The complication of mapping this model to transform model is the fact that implementation requires a hash cache, that transform mode knows nothing about. The solution here is to use transform runtime to create haches cache. and pass it as a parameter to transforms.

Transform runtime

Transform runtime is responsible for creation of the hashes cache. Additionally it enhances statistics information with the information about hashes cache size and utilization

Configuration and command line Options

The set of dictionary keys holding EdedupTransform configuration for values (common for Python and Ray) are as follows:

  • doc_column - specifies name of the column containing documents
  • doc_id_column - specifies the name of the column containing a document id
  • use_snapshot - specifies that ededup execution starts from a set of already seen hashes. This can be used for the incremental ededup execution
  • snapshot_directory - specifies a directory from which snapshots are read. If this is not specified, a default location (output_folder/snapshot is used)

Snapshotting

In the current implementation we also provide snapshotting.
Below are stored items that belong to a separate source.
impl BoardStore {
    /// Build a store from loaded collections, repairing the active
    /// selection if the remembered ID no longer matches a project.
    pub fn from_collections(
        projects: Vec<Project>,
        tasks: Vec<Task>,
        active_project_id: String,
    ) -> BoardStore {
        let mut store = BoardStore {
            projects,
            tasks,
            active_project_id,
            dirty: DirtyFlags::default(),
        };
        store.repair_selection();
        store
    }

    pub fn projects(&self) -> &[Project] {
        &self.projects
    }

    pub fn tasks(&self) -> &[Task] {
        &self.tasks
    }

    pub fn active_project_id(&self) -> &str {
        &self.active_project_id
    }

    pub fn active_project(&self) -> Option<&Project> {
        self.projects.iter().find(|p| p.id == self.active_project_id)
    }

    pub fn project(&self, id: &str) -> Option<&Project> {
        self.projects.iter().find(|p| p.id == id)
    }

    pub fn task(&self, id: &str) -> Option<&Task> {
        self.tasks.iter().find(|t| t.id == id)
    }

    /// Take and reset the dirty flags accumulated since the last call.
    pub fn take_dirty(&mut self) -> DirtyFlags {
        std::mem::take(&mut self.dirty)
    }

    // -----------------------------------------------------------------
    // Selection
    // -----------------------------------------------------------------

    /// Select a project. Unknown IDs are ignored.
    pub fn set_active_project(&mut self, id: &str) {
        if self.projects.iter().any(|p| p.id == id) {
            self.active_project_id = id.to_string();
        }
    }

    /// If the active ID is blank or points at no live project, fall back
    /// to the first project in collection order. Runs after every
    /// project-collection mutation, not only at startup.
    fn repair_selection(&mut self) {
        let valid = !self.active_project_id.is_empty()
            && self.projects.iter().any(|p| p.id == self.active_project_id);
        if !valid {
            self.active_project_id = self
                .projects
                .first()
                .map(|p| p.id.clone())
                .unwrap_or_default();
        }
    }

    // -----------------------------------------------------------------
    // Project mutations
    // -----------------------------------------------------------------

    /// Create a project and make it active. Returns the new ID, or
    /// `None` (no-op) when the name trims to empty.
    pub fn create_project(&mut self, name: &str, description: &str) -> Option<String> {
        if name.trim().is_empty() {
            return None;
        }
        let project = Project::new(name.to_string(), description.to_string());
        let id = project.id.clone();
        self.projects.push(project);
        self.active_project_id = id.clone();
        self.dirty.projects = true;
        Some(id)
    }

    /// Delete a project and every task referencing it, as one logical
    /// update. No-op if the ID is unknown. Confirmation is the caller's
    /// concern.
    pub fn delete_project(&mut self, id: &str) {
        if !self.projects.iter().any(|p| p.id == id) {
            return;
        }
        self.projects.retain(|p| p.id != id);
        self.tasks.retain(|t| t.project_id != id);
        self.dirty.projects = true;
        self.dirty.tasks = true;
        if self.active_project_id == id {
            self.active_project_id.clear();
        }
        self.repair_selection();
    }

    /// Change a project's accent color. No-op if the ID is unknown.
    pub fn set_project_color(&mut self, id: &str, color: ThemeColor) {
        if let Some(project) = self.projects.iter_mut().find(|p| p.id == id) {
            project.theme_color = color;
            self.dirty.projects = true;
        }
    }

    // -----------------------------------------------------------------
    // Task mutations
    // -----------------------------------------------------------------

    /// Create a task attached to the active project. Returns the new
    /// ID, or `None` (no-op) when the title trims to empty or nothing
    /// is selected.
    #[allow(clippy::too_many_arguments)]
    pub fn create_task(
        &mut self,
        title: &str,
        description: &str,
        status: Status,
        due_date: Option<NaiveDate>,
        tags: Vec<String>,
        checklist: Vec<ChecklistItem>,
    ) -> Option<String> {
        let project_id = self.active_project_id.clone();
        self.create_task_in(&project_id, title, description, status, due_date, tags, checklist)
    }

    /// Create a task in a specific project. No-op if the project does
    /// not exist or the title trims to empty. New tasks go to the front
    /// so newest-first ordering falls out of insertion order.
    #[allow(clippy::too_many_arguments)]
    pub fn create_task_in(
        &mut self,
        project_id: &str,
        title: &str,
        description: &str,
        status: Status,
        due_date: Option<NaiveDate>,
        tags: Vec<String>,
        checklist: Vec<ChecklistItem>,
    ) -> Option<String> {
        if title.trim().is_empty() {
            return None;
        }
        if !self.projects.iter().any(|p| p.id == project_id) {
            return None;
        }
        let task = Task::new(
            project_id.to_string(),
            title.to_string(),
            description.to_string(),
            status,
            due_date,
            tags,
            checklist,
        );
        let id = task.id.clone();
        self.tasks.insert(0, task);
        self.dirty.tasks = true;
        Some(id)
    }

    /// Remove a task. No-op if absent. Confirmation is the caller's
    /// concern.
    pub fn delete_task(&mut self, id: &str) {
        let before = self.tasks.len();
        self.tasks.retain(|t| t.id != id);
        if self.tasks.len() != before {
            self.dirty.tasks = true;
        }
    }

    /// Replace the task with a matching ID wholesale. No-op if absent.
    pub fn update_task(&mut self, task: Task) {
        if let Some(slot) = self.tasks.iter_mut().find(|t| t.id == task.id) {
            *slot = task;
            self.dirty.tasks = true;
        }
    }

    /// Merge a partial update into the task with this ID. No-op if
    /// absent or the patch is empty.
    pub fn patch_task(&mut self, id: &str, patch: &TaskPatch) {
        if patch.is_empty() {
            return;
        }
        if let Some(task) = self.tasks.iter_mut().find(|t| t.id == id) {
            patch.apply(task);
            self.dirty.tasks = true;
        }
    }

    /// Change only the status of the matching task. No-op if absent.
    pub fn move_task(&mut self, id: &str, status: Status) {
        if let Some(task) = self.tasks.iter_mut().find(|t| t.id == id) {
            task.status = status;
            self.dirty.tasks = true;
        }
    }

    /// Flip one checklist item's `completed` flag, leaving every other
    /// item untouched. Returns whether anything changed.
    pub fn toggle_checklist(&mut self, task_id: &str, item_id: &str) -> bool {
        let Some(task) = self.tasks.iter().find(|t| t.id == task_id) else {
            return false;
        };
        let mut updated = task.clone();
        let Some(item) = updated.checklist.iter_mut().find(|c| c.id == item_id) else {
            return false;
        };
        item.completed = !item.completed;
        self.update_task(updated);
        true
    }
}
At the end of execution, the content of the hash cache to storage (local disk or S3). The reason this is done is to enable incremental execution of dedup. You can run dedup on a set of existing files and snapshot the hash cache. Now when additional files come in, instead of running dedup on all the files, you can load snapshot from the previous run and run dedup only on new files

Available runtimes

As per transform project conventions the following runtimes are available:

  • python - enables running of the base python transformation in a Python runtime
  • ray - enables running of the base python transformation in a Ray runtime
  • kfp - enables running the ray docker image in a kubernetes cluster using a generated yaml file.